DATA PROVIDED:
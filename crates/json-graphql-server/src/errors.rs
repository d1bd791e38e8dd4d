use std::path::PathBuf;

/// An error loading or persisting the JSON store file
#[derive(Debug, thiserror::Error)]
pub enum StoreError {
    #[error("Could not read store file: {0}")]
    Read(#[from] std::io::Error),

    #[error("Invalid JSON: {0}")]
    Parse(#[from] serde_json::Error),

    #[error("Store file must contain a single top-level JSON object")]
    NotAnObject,

    #[error("Could not write store file {path}: {source}")]
    Write {
        path: PathBuf,
        source: std::io::Error,
    },
}

/// An error deriving a schema from seed records
#[derive(Debug, thiserror::Error)]
pub enum GeneratorError {
    #[error("Invalid seeds in collection `{0}`: expected a non-empty array of records with truthy `id` fields")]
    InvalidSeeds(String),

    #[error("Unsupported {kind} value in field `{field}` of collection `{collection}`")]
    UnsupportedFieldType {
        collection: String,
        field: String,
        kind: &'static str,
    },

    #[error("Store has no collections to derive a schema from")]
    EmptyStore,
}

/// An error raised by a generated resolver
#[derive(Debug, thiserror::Error)]
pub enum ResolverError {
    #[error("Unknown collection `{0}`")]
    UnknownCollection(String),

    #[error("Cannot generate an id for empty collection `{0}`")]
    EmptyCollection(String),

    #[error("Cannot generate an id: the last record in `{0}` has a non-integer id")]
    NonIntegerId(String),

    #[error(transparent)]
    Store(#[from] StoreError),
}

/// An error in server startup
#[derive(Debug, thiserror::Error)]
pub enum ServerError {
    #[error("Failed to generate schema: {0}")]
    Generator(#[from] GeneratorError),

    #[error("No resolver generated for root field `{0}`")]
    MissingResolver(String),

    #[error("Failed to build executable schema: {0}")]
    Schema(String),

    #[error("Failed to bind {address}: {source}")]
    Bind {
        address: String,
        source: std::io::Error,
    },

    #[error("Server error: {0}")]
    Serve(std::io::Error),
}
#![allow(dead_code)]

pub mod fixtures;
pub mod socket_guard;
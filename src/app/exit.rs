//! Exit code logic for the indexdl process.
//!
//! Single responsibility: map run results to the process exit outcome.

use crate::ProcessExit;

/// Determines the process exit outcome from download counts.
pub(crate) fn determine_exit_outcome(
    succeeded: usize,
    failed: usize,
    interrupted: usize,
) -> ProcessExit {
    if interrupted > 0 {
        ProcessExit::Failure
    } else if failed == 0 {
        ProcessExit::Success
    } else if succeeded > 0 {
        ProcessExit::Partial
    } else {
        ProcessExit::Failure
    }
}

/// A non-empty keyword list with zero matches is a failed run.
pub(crate) fn resolution_failed(keyword_count: usize, matched_count: usize) -> bool {
    keyword_count > 0 && matched_count == 0
}

#[cfg(test)]
mod tests {
    use super::*;

    #[test]
    fn test_exit_outcome_success_when_no_failures() {
        assert_eq!(determine_exit_outcome(3, 0, 0), ProcessExit::Success);
    }

    #[test]
    fn test_exit_outcome_success_when_nothing_to_do() {
        assert_eq!(determine_exit_outcome(0, 0, 0), ProcessExit::Success);
    }

    #[test]
    fn test_exit_outcome_partial_when_mixed() {
        assert_eq!(determine_exit_outcome(2, 1, 0), ProcessExit::Partial);
    }

    #[test]
    fn test_exit_outcome_failure_when_all_failed() {
        assert_eq!(determine_exit_outcome(0, 2, 0), ProcessExit::Failure);
    }

    #[test]
    fn test_exit_outcome_failure_when_interrupted() {
        assert_eq!(determine_exit_outcome(4, 0, 1), ProcessExit::Failure);
    }

    #[test]
    fn test_resolution_failed_only_for_nonempty_lists() {
        assert!(resolution_failed(3, 0));
        assert!(!resolution_failed(3, 1));
        assert!(!resolution_failed(0, 0));
    }
}
//! Fuzzy matching of keywords against listing entries.
//!
//! Ranks entries by similarity to a keyword using a pluggable [`Scorer`],
//! with a deterministic order for equal scores.

mod normalize;
mod scorer;

use std::cmp::Ordering;
use std::sync::Arc;

use thiserror::Error;
use tracing::trace;

use crate::index::IndexEntry;

pub use normalize::NormalizedName;
pub use scorer::{LevenshteinScorer, Scorer, TokenOverlapScorer};

/// Errors raised by the matcher.
#[derive(Debug, Clone, Error, PartialEq, Eq)]
pub enum MatchError {
    /// The keyword has nothing left to compare after normalization.
    #[error("keyword '{keyword}' is empty after normalization")]
    InvalidKeyword {
        /// The keyword as supplied.
        keyword: String,
    },
}

/// A scored entry.
#[derive(Debug, Clone, PartialEq)]
pub struct MatchCandidate {
    /// The matched listing entry.
    pub entry: IndexEntry,
    /// Similarity in `[0.0, 1.0]`.
    pub score: f64,
}

/// Scores listing entries against keywords.
#[derive(Debug, Clone)]
pub struct Matcher {
    scorer: Arc<dyn Scorer>,
}

impl Default for Matcher {
    fn default() -> Self {
        Self::new(TokenOverlapScorer)
    }
}

impl Matcher {
    /// Creates a matcher using the given scoring strategy.
    #[must_use]
    pub fn new(scorer: impl Scorer + 'static) -> Self {
        Self {
            scorer: Arc::new(scorer),
        }
    }

    /// Returns the best `top_n` entries for `keyword`, best first.
    ///
    /// Equal scores are ordered by the shorter normalized name (fewer extra
    /// tags), then by display name, then by URL, so the result is fully
    /// deterministic for a given input.
    ///
    /// # Errors
    ///
    /// Returns [`MatchError::InvalidKeyword`] if `keyword` normalizes to
    /// nothing. An empty `entries` slice is not an error.
    pub fn top_matches(
        &self,
        keyword: &str,
        entries: &[IndexEntry],
        top_n: usize,
    ) -> Result<Vec<MatchCandidate>, MatchError> {
        let normalized_keyword = NormalizedName::new(keyword);
        if normalized_keyword.is_empty() {
            return Err(MatchError::InvalidKeyword {
                keyword: keyword.to_string(),
            });
        }

        let mut scored: Vec<(MatchCandidate, usize)> = entries
            .iter()
            .map(|entry| {
                let normalized = NormalizedName::new(&entry.display_name);
                let score = self.scorer.score(&normalized_keyword, &normalized);
                trace!(keyword, name = %entry.display_name, score, "scored entry");
                let candidate = MatchCandidate {
                    entry: entry.clone(),
                    score,
                };
                (candidate, normalized.joined().chars().count())
            })
            .collect();

        scored.sort_by(compare_scored);
        scored.truncate(top_n);
        Ok(scored.into_iter().map(|(candidate, _)| candidate).collect())
    }
}

/// Orders scored candidates best first.
fn compare_scored(left: &(MatchCandidate, usize), right: &(MatchCandidate, usize)) -> Ordering {
    let ((left, left_len), (right, right_len)) = (left, right);
    right
        .score
        .total_cmp(&left.score)
        .then_with(|| left_len.cmp(right_len))
        .then_with(|| left.entry.display_name.cmp(&right.entry.display_name))
        .then_with(|| left.entry.url.cmp(&right.entry.url))
}

#[cfg(test)]
#[allow(clippy::unwrap_used)]
mod tests {
    use super::*;

    fn entry(name: &str) -> IndexEntry {
        IndexEntry::new(name, format!("https://example.org/{}", name.replace(' ', "%20")))
    }

    fn entries(names: &[&str]) -> Vec<IndexEntry> {
        names.iter().map(|name| entry(name)).collect()
    }

    #[test]
    fn test_top_matches_prefers_mentioned_region() {
        let list = entries(&["Super Game (Europe).zip", "Super Game (USA).zip"]);
        let result = Matcher::default()
            .top_matches("super game usa", &list, 1)
            .unwrap();
        assert_eq!(result.len(), 1);
        assert_eq!(result[0].entry.display_name, "Super Game (USA).zip");
        assert!(result[0].score >= 0.8);
    }

    #[test]
    fn test_top_matches_respects_top_n_and_sorting() {
        let list = entries(&[
            "Alpha Quest (USA).zip",
            "Beta Racer (USA).zip",
            "Alpha Quest II (USA).zip",
            "Gamma (Japan).zip",
        ]);
        let result = Matcher::default().top_matches("alpha quest", &list, 3).unwrap();
        assert_eq!(result.len(), 3);
        assert!(result.windows(2).all(|w| w[0].score >= w[1].score));
        assert_eq!(result[0].entry.display_name, "Alpha Quest (USA).zip");
    }

    #[test]
    fn test_top_matches_returns_all_when_fewer_than_top_n() {
        let list = entries(&["One.zip", "Two.zip"]);
        let result = Matcher::default().top_matches("one", &list, 10).unwrap();
        assert_eq!(result.len(), 2);
    }

    #[test]
    fn test_top_matches_tie_prefers_shorter_normalized_name() {
        let list = entries(&["Super Game (USA) (Rev 1).zip", "Super Game (USA).zip"]);
        let result = Matcher::default().top_matches("super game", &list, 2).unwrap();
        assert_eq!(result[0].score, result[1].score);
        assert_eq!(result[0].entry.display_name, "Super Game (USA).zip");
    }

    #[test]
    fn test_top_matches_tie_on_length_falls_back_to_lexical_order() {
        let list = entries(&["Game (USA).zip", "Game (EUR).zip"]);
        let result = Matcher::default().top_matches("game", &list, 2).unwrap();
        assert_eq!(result[0].entry.display_name, "Game (EUR).zip");
        assert_eq!(result[1].entry.display_name, "Game (USA).zip");
    }

    #[test]
    fn test_top_matches_empty_entries_is_empty_result() {
        let result = Matcher::default().top_matches("anything", &[], 5).unwrap();
        assert!(result.is_empty());
    }

    #[test]
    fn test_top_matches_empty_keyword_is_invalid() {
        let list = entries(&["One.zip"]);
        let result = Matcher::default().top_matches("  ()  ", &list, 1);
        assert_eq!(
            result,
            Err(MatchError::InvalidKeyword {
                keyword: "  ()  ".to_string()
            })
        );
    }

    #[test]
    fn test_top_matches_is_deterministic() {
        let list = entries(&["B (USA).zip", "A (USA).zip", "C (USA).zip", "A (Europe).zip"]);
        let matcher = Matcher::default();
        let first = matcher.top_matches("a", &list, 4).unwrap();
        let second = matcher.top_matches("a", &list, 4).unwrap();
        assert_eq!(first, second);
    }

    #[test]
    fn test_matcher_accepts_alternate_scorer() {
        let list = entries(&["game super.zip", "super game.zip"]);
        let result = Matcher::new(LevenshteinScorer)
            .top_matches("super game", &list, 1)
            .unwrap();
        assert_eq!(result[0].entry.display_name, "super game.zip");
        assert_eq!(result[0].score, 1.0);
    }
}
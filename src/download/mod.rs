//! Concurrent download stage: tasks, retry policy, transport and manager.
//!
//! # Features
//!
//! - Fixed-size worker pool pulling from one shared queue
//! - Streaming writes (memory-efficient for large files)
//! - Exponential backoff for transient failures, Retry-After for 429
//! - Size verification against the expected size or Content-Length
//! - Partial files removed on every failed attempt
//! - Cooperative cancellation with a bounded grace period
//!
//! # Example
//!
//! ```
//! use std::path::Path;
//! use indexdl_core::download::{TaskState, tasks_from_links};
//! use indexdl_core::resolver::ResolvedLink;
//!
//! let links = vec![
//!     ResolvedLink::matched("zelda", "http://host/files/Zelda%20(USA).zip", 0.9),
//!     ResolvedLink::unmatched("nothing", 0.1),
//! ];
//! let tasks = tasks_from_links(&links, Path::new("/downloads"));
//! assert_eq!(tasks.len(), 1);
//! assert_eq!(tasks[0].dest_path, Path::new("/downloads/Zelda (USA).zip"));
//! assert_eq!(tasks[0].state, TaskState::Pending);
//! ```

mod client;
mod constants;
mod error;
mod filename;
mod manager;
mod path_lock;
mod progress;
mod retry;
mod sleeper;
mod summary;
mod task;
mod transport;

pub use client::{HttpClient, default_user_agent};
pub use constants::DEFAULT_GRACE_PERIOD;
pub use error::DownloadError;
pub use filename::{FALLBACK_FILENAME, destination_for, filename_from_url};
pub use manager::{DEFAULT_CONCURRENCY, DownloadManager, ManagerError};
pub use path_lock::PathLocks;
pub use progress::{NoopProgress, ProgressSink};
pub use retry::{
    DEFAULT_BACKOFF_BASE, DEFAULT_MAX_RETRIES, FailureType, RetryDecision, RetryPolicy,
    classify_error, parse_retry_after, retry_after_delay,
};
pub use sleeper::{Sleeper, TokioSleeper};
pub use summary::{DownloadSummary, TaskOutcome};
pub use task::{DownloadTask, TaskError, TaskId, TaskState, tasks_from_links};
pub use transport::{ByteStream, RemoteBody, Transport};
//! CLI argument definitions using clap derive macros.
//!
//! Options that can also come from the config file are `Option`s so the
//! merge step can tell "not given" apart from "given the default".

use std::path::PathBuf;

use clap::Parser;

/// Fuzzy-match files on a directory-listing archive and download them.
///
/// Resolves each keyword to the best-matching link on the listing page,
/// writes the picks to a link file, and optionally downloads them. A link
/// file written earlier can be downloaded directly with --link-file.
#[derive(Parser, Debug)]
#[command(name = "indexdl")]
#[command(author, version, about)]
pub struct Args {
    /// Increase output verbosity (-v for debug, -vv for trace)
    #[arg(short, long, action = clap::ArgAction::Count)]
    pub verbose: u8,

    /// Suppress non-error output
    #[arg(short, long)]
    pub quiet: bool,

    /// URL of the directory listing to match against
    #[arg(short = 'u', long = "url")]
    pub base_url: Option<String>,

    /// File with one search keyword per line
    #[arg(short = 'k', long = "keywords")]
    pub keywords_file: Option<PathBuf>,

    /// Where to write resolved links (default: links.txt)
    #[arg(short = 'o', long = "output")]
    pub output_link_file: Option<PathBuf>,

    /// Skip resolution and download the links in this file
    #[arg(short = 'l', long = "link-file")]
    pub link_file_in: Option<PathBuf>,

    /// Download matched links right after resolution
    #[arg(short = 'd', long)]
    pub download: bool,

    /// Maximum concurrent downloads (1-100, default 5)
    #[arg(short = 'c', long, value_parser = clap::value_parser!(u8).range(1..=100))]
    pub concurrency: Option<u8>,

    /// Directory to save downloads to (default: current directory)
    #[arg(short = 'p', long = "path")]
    pub download_path: Option<PathBuf>,

    /// Candidates to keep per keyword; extras are listed for review (default 1)
    #[arg(long, value_parser = clap::value_parser!(u16).range(1..))]
    pub top_n: Option<u16>,

    /// Minimum similarity score for a match, 0.0-1.0 (default 0.6)
    #[arg(long, value_parser = parse_min_score)]
    pub min_score: Option<f64>,

    /// Maximum retries for transient failures (0-10, default 3)
    #[arg(short = 'r', long, value_parser = clap::value_parser!(u8).range(0..=10))]
    pub max_retries: Option<u8>,

    /// Base delay before the first retry in milliseconds (default 1000)
    #[arg(long, value_parser = clap::value_parser!(u64).range(0..=60_000))]
    pub backoff_base_ms: Option<u64>,

    /// Write a JSON report of the run to this path
    #[arg(long)]
    pub report: Option<PathBuf>,

    /// Read defaults from this config file instead of the standard location
    #[arg(long)]
    pub config: Option<PathBuf>,
}

fn parse_min_score(raw: &str) -> Result<f64, String> {
    let value: f64 = raw
        .parse()
        .map_err(|_| format!("'{raw}' is not a number"))?;
    if (0.0..=1.0).contains(&value) {
        Ok(value)
    } else {
        Err(format!("{value} is outside 0.0..=1.0"))
    }
}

EXERCISE INSTRUCTIONS: All lines with the word "IndexEntry" need to be copied from the data above.

PROBLEM SOLUTION:
use crate::index::IndexEntry;
    pub entry: IndexEntry,
        entries: &[IndexEntry],
    fn entry(name: &str) -> IndexEntry {
        IndexEntry::new(name, format!("https://example.org/{}", name.replace(' ', "%20")))
    fn entries(names: &[&str]) -> Vec<IndexEntry> {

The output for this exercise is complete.